Look through the material below. Copy every line with the string "warn" in it.

» RECORDS FOR THIS TASK:
^^^^^^^^^^^^^^^^

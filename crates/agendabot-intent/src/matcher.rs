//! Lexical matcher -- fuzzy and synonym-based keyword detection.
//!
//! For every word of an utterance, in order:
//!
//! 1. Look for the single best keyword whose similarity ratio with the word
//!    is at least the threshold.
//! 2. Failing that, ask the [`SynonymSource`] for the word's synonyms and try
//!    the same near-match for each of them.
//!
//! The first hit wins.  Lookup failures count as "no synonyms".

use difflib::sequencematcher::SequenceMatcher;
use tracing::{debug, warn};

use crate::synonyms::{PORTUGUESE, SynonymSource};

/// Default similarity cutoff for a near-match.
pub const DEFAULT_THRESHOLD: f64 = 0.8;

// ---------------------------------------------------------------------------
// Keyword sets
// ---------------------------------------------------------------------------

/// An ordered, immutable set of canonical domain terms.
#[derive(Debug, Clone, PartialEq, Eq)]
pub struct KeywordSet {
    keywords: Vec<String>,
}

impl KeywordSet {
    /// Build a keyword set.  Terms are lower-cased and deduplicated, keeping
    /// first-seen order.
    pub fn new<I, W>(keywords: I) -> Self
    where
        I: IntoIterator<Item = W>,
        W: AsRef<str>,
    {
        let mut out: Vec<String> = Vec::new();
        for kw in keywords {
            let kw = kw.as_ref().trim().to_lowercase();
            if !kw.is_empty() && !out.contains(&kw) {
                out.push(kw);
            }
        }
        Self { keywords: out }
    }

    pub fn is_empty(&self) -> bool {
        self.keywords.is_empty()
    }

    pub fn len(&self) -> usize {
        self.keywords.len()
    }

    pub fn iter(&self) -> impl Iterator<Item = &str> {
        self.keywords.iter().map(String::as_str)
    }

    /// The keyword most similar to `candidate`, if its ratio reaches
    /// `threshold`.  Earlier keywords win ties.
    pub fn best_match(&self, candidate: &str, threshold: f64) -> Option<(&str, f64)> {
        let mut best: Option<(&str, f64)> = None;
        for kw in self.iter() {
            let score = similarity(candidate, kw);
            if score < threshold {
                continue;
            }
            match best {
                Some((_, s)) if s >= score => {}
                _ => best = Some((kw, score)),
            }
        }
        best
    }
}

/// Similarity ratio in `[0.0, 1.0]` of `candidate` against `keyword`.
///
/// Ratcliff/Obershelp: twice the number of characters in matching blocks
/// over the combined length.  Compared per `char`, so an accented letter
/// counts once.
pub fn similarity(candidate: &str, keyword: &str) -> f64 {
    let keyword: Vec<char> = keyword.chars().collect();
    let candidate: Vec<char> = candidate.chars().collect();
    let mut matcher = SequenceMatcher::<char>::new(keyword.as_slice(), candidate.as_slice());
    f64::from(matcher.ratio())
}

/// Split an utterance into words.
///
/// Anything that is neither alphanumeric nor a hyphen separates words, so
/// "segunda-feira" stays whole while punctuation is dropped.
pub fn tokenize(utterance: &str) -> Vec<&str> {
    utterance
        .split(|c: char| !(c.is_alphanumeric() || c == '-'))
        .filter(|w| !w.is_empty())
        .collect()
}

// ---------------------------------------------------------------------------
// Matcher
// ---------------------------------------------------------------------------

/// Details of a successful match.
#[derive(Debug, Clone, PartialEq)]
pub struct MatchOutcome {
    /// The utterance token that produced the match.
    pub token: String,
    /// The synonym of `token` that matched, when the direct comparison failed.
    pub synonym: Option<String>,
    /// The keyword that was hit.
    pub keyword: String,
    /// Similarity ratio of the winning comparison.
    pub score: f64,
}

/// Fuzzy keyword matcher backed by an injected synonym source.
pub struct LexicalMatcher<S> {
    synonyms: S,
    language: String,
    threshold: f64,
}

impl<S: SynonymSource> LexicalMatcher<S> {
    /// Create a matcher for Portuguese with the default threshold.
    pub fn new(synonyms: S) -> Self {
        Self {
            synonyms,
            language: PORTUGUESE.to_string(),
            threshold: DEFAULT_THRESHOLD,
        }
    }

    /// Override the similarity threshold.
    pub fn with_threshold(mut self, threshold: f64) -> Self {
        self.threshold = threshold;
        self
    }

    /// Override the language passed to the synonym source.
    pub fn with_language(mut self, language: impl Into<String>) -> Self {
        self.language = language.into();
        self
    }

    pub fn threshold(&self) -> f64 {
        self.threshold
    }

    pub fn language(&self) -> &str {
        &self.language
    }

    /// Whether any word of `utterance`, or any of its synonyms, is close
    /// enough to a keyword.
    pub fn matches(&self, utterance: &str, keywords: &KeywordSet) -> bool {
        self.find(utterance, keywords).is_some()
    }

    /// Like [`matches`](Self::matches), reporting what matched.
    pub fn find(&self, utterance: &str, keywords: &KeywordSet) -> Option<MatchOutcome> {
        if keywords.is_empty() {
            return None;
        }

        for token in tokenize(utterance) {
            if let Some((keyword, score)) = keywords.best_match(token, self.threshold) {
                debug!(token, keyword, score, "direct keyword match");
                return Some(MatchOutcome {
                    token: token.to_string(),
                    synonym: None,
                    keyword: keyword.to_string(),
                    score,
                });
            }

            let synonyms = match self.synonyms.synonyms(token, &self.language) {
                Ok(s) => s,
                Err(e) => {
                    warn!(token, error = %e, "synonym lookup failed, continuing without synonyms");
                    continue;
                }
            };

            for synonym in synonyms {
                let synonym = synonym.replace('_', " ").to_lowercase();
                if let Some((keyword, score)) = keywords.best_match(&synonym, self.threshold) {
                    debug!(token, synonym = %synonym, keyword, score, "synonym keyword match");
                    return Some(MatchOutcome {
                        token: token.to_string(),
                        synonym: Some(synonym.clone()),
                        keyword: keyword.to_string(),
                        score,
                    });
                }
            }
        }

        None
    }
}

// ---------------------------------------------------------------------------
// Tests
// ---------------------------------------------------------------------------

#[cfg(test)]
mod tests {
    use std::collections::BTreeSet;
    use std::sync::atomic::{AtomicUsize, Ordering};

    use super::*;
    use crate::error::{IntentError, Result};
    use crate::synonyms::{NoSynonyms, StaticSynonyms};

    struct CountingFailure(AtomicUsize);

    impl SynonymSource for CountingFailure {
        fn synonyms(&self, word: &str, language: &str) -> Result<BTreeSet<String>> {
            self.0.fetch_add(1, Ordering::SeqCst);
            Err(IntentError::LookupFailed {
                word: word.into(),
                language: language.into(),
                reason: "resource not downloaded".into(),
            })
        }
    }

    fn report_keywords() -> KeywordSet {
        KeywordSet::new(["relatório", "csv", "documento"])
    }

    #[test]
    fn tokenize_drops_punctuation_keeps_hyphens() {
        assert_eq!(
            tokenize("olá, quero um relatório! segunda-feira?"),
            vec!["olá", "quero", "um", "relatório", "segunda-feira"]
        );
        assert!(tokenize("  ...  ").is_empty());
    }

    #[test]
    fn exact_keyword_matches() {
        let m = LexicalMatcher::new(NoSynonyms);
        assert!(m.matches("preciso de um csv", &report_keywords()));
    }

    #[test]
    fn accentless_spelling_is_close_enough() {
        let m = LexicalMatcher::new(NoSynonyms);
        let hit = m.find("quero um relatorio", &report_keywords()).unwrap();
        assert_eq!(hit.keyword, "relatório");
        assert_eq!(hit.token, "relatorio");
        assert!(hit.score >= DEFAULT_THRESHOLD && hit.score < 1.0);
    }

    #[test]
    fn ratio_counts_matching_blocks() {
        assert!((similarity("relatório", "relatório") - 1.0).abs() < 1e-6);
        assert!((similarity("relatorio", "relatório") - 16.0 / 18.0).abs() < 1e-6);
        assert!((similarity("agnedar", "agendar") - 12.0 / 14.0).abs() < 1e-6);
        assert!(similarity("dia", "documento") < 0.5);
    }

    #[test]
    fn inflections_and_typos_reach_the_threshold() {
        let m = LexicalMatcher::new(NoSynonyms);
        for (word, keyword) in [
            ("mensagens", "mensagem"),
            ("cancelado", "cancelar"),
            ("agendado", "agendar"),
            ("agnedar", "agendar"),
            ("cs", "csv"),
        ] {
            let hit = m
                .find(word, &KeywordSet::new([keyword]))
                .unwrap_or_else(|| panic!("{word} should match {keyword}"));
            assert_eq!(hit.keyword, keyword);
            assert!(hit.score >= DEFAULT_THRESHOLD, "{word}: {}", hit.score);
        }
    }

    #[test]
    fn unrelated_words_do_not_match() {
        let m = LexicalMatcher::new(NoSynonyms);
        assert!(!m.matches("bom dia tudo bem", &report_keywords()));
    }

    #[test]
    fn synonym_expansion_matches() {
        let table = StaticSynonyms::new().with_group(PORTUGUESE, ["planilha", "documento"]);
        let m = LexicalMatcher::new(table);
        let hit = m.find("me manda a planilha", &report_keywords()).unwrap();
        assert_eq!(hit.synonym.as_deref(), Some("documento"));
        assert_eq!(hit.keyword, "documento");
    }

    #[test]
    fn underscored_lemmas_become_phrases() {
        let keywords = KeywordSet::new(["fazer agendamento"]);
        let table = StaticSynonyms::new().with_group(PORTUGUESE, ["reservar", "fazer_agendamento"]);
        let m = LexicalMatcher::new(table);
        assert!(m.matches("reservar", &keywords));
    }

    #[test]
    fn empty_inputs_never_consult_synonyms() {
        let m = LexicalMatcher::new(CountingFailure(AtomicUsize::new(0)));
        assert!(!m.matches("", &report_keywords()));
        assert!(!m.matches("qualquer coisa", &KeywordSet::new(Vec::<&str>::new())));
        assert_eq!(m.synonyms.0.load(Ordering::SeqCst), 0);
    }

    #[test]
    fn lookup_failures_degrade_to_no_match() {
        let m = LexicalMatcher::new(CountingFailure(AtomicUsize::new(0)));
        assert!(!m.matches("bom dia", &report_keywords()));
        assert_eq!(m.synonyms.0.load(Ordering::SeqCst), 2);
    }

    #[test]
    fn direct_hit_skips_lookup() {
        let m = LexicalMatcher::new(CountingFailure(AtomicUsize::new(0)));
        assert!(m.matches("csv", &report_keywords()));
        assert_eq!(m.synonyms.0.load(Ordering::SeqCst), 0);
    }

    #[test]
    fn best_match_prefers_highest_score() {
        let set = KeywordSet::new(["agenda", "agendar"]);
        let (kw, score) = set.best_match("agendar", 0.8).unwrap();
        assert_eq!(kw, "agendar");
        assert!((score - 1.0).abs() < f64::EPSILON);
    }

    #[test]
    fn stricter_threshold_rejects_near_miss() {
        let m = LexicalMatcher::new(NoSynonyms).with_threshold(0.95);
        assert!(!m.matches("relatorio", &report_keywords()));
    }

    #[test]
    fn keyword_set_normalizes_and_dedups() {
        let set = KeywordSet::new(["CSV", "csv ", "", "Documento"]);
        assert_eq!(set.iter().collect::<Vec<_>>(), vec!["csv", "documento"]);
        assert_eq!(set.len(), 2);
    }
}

^^^^^^^^^^^^^^^^

» THE COMPLETED TASK:
use tracing::{debug, warn};
                    warn!(token, error = %e, "synonym lookup failed, continuing without synonyms");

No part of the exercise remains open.